Continuous Query Language (CQL) is a query language used for data streams. Compared with traditional SQL, CQL introduces the concept of window. Data is stored in memory so that in-memory computing can be quickly implemented. CQL query results are computing results at a specific moment of data streams. CQL is a Storm-based SQL query language. It resolves the problem that original Storm APIs are complex and difficult to use and some basic functions are unavailable. CQL improves usability of the Storm component. During CQL syntax design, it is found that syntax of existing CEP products includes not only SQL statements but requires client code. This forces users to learn client APIs, which improves complexity and difficulty. The CQL design objective is to use SQL statements and certain commands to execute and release all tasks so that the tasks can be distributed by using SQL interfaces. In this way, client interfaces are unified. Users who are familiar with SQL statements can develop operational CQL programs only by learning certain special CQL syntax, such as syntax of window or stream definitions. This reduces difficulty.


Key Concepts Definitions

Requirements

Storm 0.10.0/Storm 1.0.2/JStorm 2.0.0 : Required

Kafka_2.10 0.10.1.2 : Optional

Building StreamCQL

StreamCQL is built using Apache Maven.

  1. Clone HuaweiBigData/StreamCQL from github.
$ git clone https://github.com/HuaweiBigData/StreamCQL
  1. Go to the root of source directory.
$ cd StreamCQL
  1. build project
$ mvn clean install

Install StreamCQL

  1. Copy stream-cql-bianry-2.0.tar.gz from

    ${StreamCQL_Source_Dir}/cql-binary/target to Storm Client node.
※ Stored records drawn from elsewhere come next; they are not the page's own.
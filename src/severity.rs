/// Backend ordinal for debug events.
pub const DEBUG: u32 = 1;
/// Backend ordinal for informational events.
pub const INFO: u32 = 2;
/// Backend ordinal for warnings.
pub const WARNING: u32 = 3;
/// Backend ordinal for errors.
pub const ERROR: u32 = 4;

/// Front-end event level.
///
/// Uses an open numeric scale with gaps between the standard levels so
/// applications can define their own levels in between (or beyond) them.
/// Higher values are more severe.
#[derive(Debug, Clone, Copy, PartialEq, Eq, PartialOrd, Ord, Hash)]
pub struct Level(pub i32);

impl Level {
    pub const TRACE: Level = Level(-8);
    pub const DEBUG: Level = Level(-4);
    pub const INFO: Level = Level(0);
    pub const WARN: Level = Level(4);
    pub const ERROR: Level = Level(8);
}

impl Default for Level {
    fn default() -> Self {
        Level::INFO
    }
}

impl From<tracing::Level> for Level {
    fn from(level: tracing::Level) -> Self {
        match level {
            tracing::Level::TRACE => Level::TRACE,
            tracing::Level::DEBUG => Level::DEBUG,
            tracing::Level::INFO => Level::INFO,
            tracing::Level::WARN => Level::WARN,
            tracing::Level::ERROR => Level::ERROR,
        }
    }
}

/// Translate a front-end level into the backend's severity ordinal.
///
/// The four standard levels map onto [`DEBUG`], [`INFO`], [`WARNING`] and
/// [`ERROR`]. Any other level passes through as its raw numeric value so
/// custom severities reach the backend untouched. Levels below zero, such
/// as [`Level::TRACE`], have no backend ordinal and are reported as
/// [`DEBUG`].
pub fn to_severity(level: Level) -> u32 {
    match level {
        Level::DEBUG => DEBUG,
        Level::INFO => INFO,
        Level::WARN => WARNING,
        Level::ERROR => ERROR,
        Level(raw) => u32::try_from(raw).unwrap_or(DEBUG),
    }
}
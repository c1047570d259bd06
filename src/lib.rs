pub mod attr;
pub mod record;
pub mod severity;
pub mod buffer;
pub mod handler;
pub mod sink;
pub mod adapter;
pub mod buffered_sink;
pub mod layer;

pub mod env;
pub mod init;
pub mod noop_sink;
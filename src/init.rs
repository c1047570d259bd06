use crate::adapter::{BuildError, IngestHandler};
use crate::buffered_sink::{BufferedSink, FlushConfig};
use crate::handler::Handler;
use crate::layer::IngestLayer;
use crate::severity::Level;
use crate::sink::{Destination, Sink, Transport};
use std::sync::Arc;
use tokio::task::JoinHandle;
use tokio::time::Duration;
use tracing_subscriber::layer::SubscriberExt;
use tracing_subscriber::Registry;

/// Configuration of the logging bridge.
///
/// **Fields**
/// - `batch_max_bytes`: upper bound on the encoded size of one batch.
/// - `flush_interval`: maximum interval between flushes even when the
///   batch is not full.
/// - `max_retries`: delivery attempts per batch before it is dropped.
/// - `enable_stdout`: if `true`, a `tracing_subscriber::fmt::Layer` is
///   added alongside the [`IngestLayer`] and events are also printed to
///   the console.
/// - `add_source`: record function, file and line of each event.
/// - `min_level`: lowest level shipped to the backend.
/// - `group_spans`: nest span fields under the span name.
#[derive(Clone, Debug)]
pub struct BridgeConfig {
    pub batch_max_bytes: u64,
    pub flush_interval: Duration,
    pub max_retries: u32,
    pub enable_stdout: bool,
    pub add_source: bool,
    pub min_level: Level,
    pub group_spans: bool,
}

impl Default for BridgeConfig {
    fn default() -> Self {
        let flush = FlushConfig::default();
        Self {
            batch_max_bytes: flush.batch_max_bytes,
            flush_interval: flush.flush_interval,
            max_retries: flush.max_retries,
            enable_stdout: true,
            add_source: true,
            min_level: Level::INFO,
            group_spans: false,
        }
    }
}

impl BridgeConfig {
    fn flush_config(&self) -> FlushConfig {
        FlushConfig {
            batch_max_bytes: self.batch_max_bytes,
            flush_interval: self.flush_interval,
            max_retries: self.max_retries,
        }
    }
}

/// Error returned by the initialization helpers.
#[derive(thiserror::Error, Debug)]
pub enum InitError {
    #[error(transparent)]
    Build(#[from] BuildError),

    #[error("failed to install global subscriber: {0}")]
    SetGlobalDefault(#[from] tracing::subscriber::SetGlobalDefaultError),
}

/// Root handler of one destination together with its flush task.
pub struct Bridge {
    pub handler: IngestHandler,
    pub sink: Arc<BufferedSink>,
    pub flush_task: JoinHandle<()>,
}

impl Bridge {
    /// Create the buffered sink and the root handler for `destination`.
    ///
    /// Must be called from within a Tokio runtime.
    pub fn new(
        destination: Destination,
        transport: Arc<dyn Transport>,
        config: &BridgeConfig,
    ) -> Result<Self, BuildError> {
        let (sink, flush_task) = BufferedSink::spawn(destination, transport, config.flush_config());
        let handler = IngestHandler::builder(Arc::clone(&sink) as Arc<dyn Sink>)
            .add_source(config.add_source)
            .min_level(config.min_level)
            .build()?;
        Ok(Bridge {
            handler,
            sink,
            flush_task,
        })
    }

    /// `tracing` layer feeding this bridge's root handler.
    pub fn layer(&self, config: &BridgeConfig) -> IngestLayer {
        IngestLayer::new(Arc::new(self.handler.clone()) as Arc<dyn Handler>)
            .with_group_spans(config.group_spans)
    }

    /// Stop the sink and wait for the final flush to finish.
    pub async fn shutdown(self) {
        self.handler.stop();
        if let Err(e) = self.flush_task.await {
            eprintln!("log flush task failed: {e}");
        }
    }
}

/// Initialize the global `tracing` subscriber for `destination` using the
/// provided transport and [`BridgeConfig`].
///
/// **Effects**
///
/// Installs a [`Registry`] combined with an [`IngestLayer`] (and a `fmt`
/// layer when `enable_stdout` is set) as the global default subscriber,
/// so all `tracing` events in the process reach the backend.
///
/// **Returns**
/// - the [`Bridge`], whose [`Bridge::shutdown`] flushes pending records;
/// - `Err(InitError)` if a global subscriber is already installed.
pub fn init_tracing_with_config(
    destination: Destination,
    transport: Arc<dyn Transport>,
    config: BridgeConfig,
) -> Result<Bridge, InitError> {
    let bridge = Bridge::new(destination, transport, &config)?;
    let layer = bridge.layer(&config);

    // The two subscriber shapes have different types, so each branch
    // installs its own.
    if config.enable_stdout {
        let fmt_layer = tracing_subscriber::fmt::layer();
        let subscriber = Registry::default().with(layer).with(fmt_layer);
        tracing::subscriber::set_global_default(subscriber)?;
    } else {
        let subscriber = Registry::default().with(layer);
        tracing::subscriber::set_global_default(subscriber)?;
    }
    Ok(bridge)
}

/// Initialize tracing with sensible defaults.
///
/// Equivalent to calling [`init_tracing_with_config`] with
/// [`BridgeConfig::default`] and a destination read from the environment
/// (see [`Destination::from_env`]).
pub fn init_tracing(transport: Arc<dyn Transport>) -> Result<Bridge, InitError> {
    init_tracing_with_config(Destination::from_env(), transport, BridgeConfig::default())
}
  2. unCompresse stream-cql-bianry-2.0.tar.gz

$ tar xvf stream-cql-bianry-2.0.tar.gz
  1. Go to Stream CQL bin directory
$ cd stream-cql-bianry-2.0/bin

StartUp Apache Storm

Before testing StreamCQL you should deploy a storm on your machine

First , startup Zookeeper instance :

wget http://mirror.bit.edu.cn/apache/zookeeper/zookeeper-3.4.6/zookeeper-3.4.6.tar.gz

tar xvf zookeeper-3.4.6.tar.gz ;cd zookeeper-3.4.6

bin/zkServer.sh start

wget http://apache.fayea.com/storm/apache-storm-1.0.2/apache-storm-1.0.2.zip

unzip apache-storm-1.0.2.zip

cd apache-storm-1.0.2

StartUp Storm in Local Modle:

nohup bin/storm nimbus &

nohup bin/storm ui &

nohup bin/storm supervisor &

Submit CQL application to Storm

  1. Open CQL Client Shell.
$ ./cql
  1. Execute CQL in CQL client shell. this is a simple cql example.
CREATE INPUT STREAM s
    (id INT, name STRING, type INT)
SOURCE randomgen
    PROPERTIES ( "timeUnit" = "SECONDS", "period" = "1",
        "eventNumPerperiod" = "1", "isSchedule" = "true" );

CREATE OUTPUT STREAM rs
    (type INT, cc INT)
SINK consoleOutput;

INSERT INTO STREAM rs SELECT type, COUNT(id) as cc
    FROM s[RANGE 20 SECONDS BATCH]
    WHERE id > 5 GROUP BY type;

SUBMIT APPLICATION example;    

Another CQL example with Apache Kafka

CREATE INPUT STREAM s1
    (name STRING)
SOURCE RANDOMGEN
    PROPERTIES ( "timeUnit" = "SECONDS", "period" = "1",
        "eventNumPerperiod" = "1", "isSchedule" = "true" );

CREATE OUTPUT STREAM s2 
    (c1 STRING)
SINK kafkaOutput
    PROPERTIES ( "topic" = "cqlOut", "zookeepers" = "127.0.0.1:2181",
        "brokers" = "127.0.0.1:9092" );

CREATE INPUT STREAM s3
    ( c1 STRING)
SOURCE KafkaInput
    PROPERTIES ("groupId" = "cqlClient", "topic" = "cqlOut",
        "zookeepers" = "127.0.0.1:2181", "brokers" = "127.0.0.1:9092" );

CREATE OUTPUT STREAM s4
    (c1 STRING)
SINK consoleOutput;

INSERT INTO STREAM s2 SELECT * FROM s1;
INSERT INTO STREAM s4 SELECT * FROM s3;

SUBMIT APPLICATION cql_kafka_example;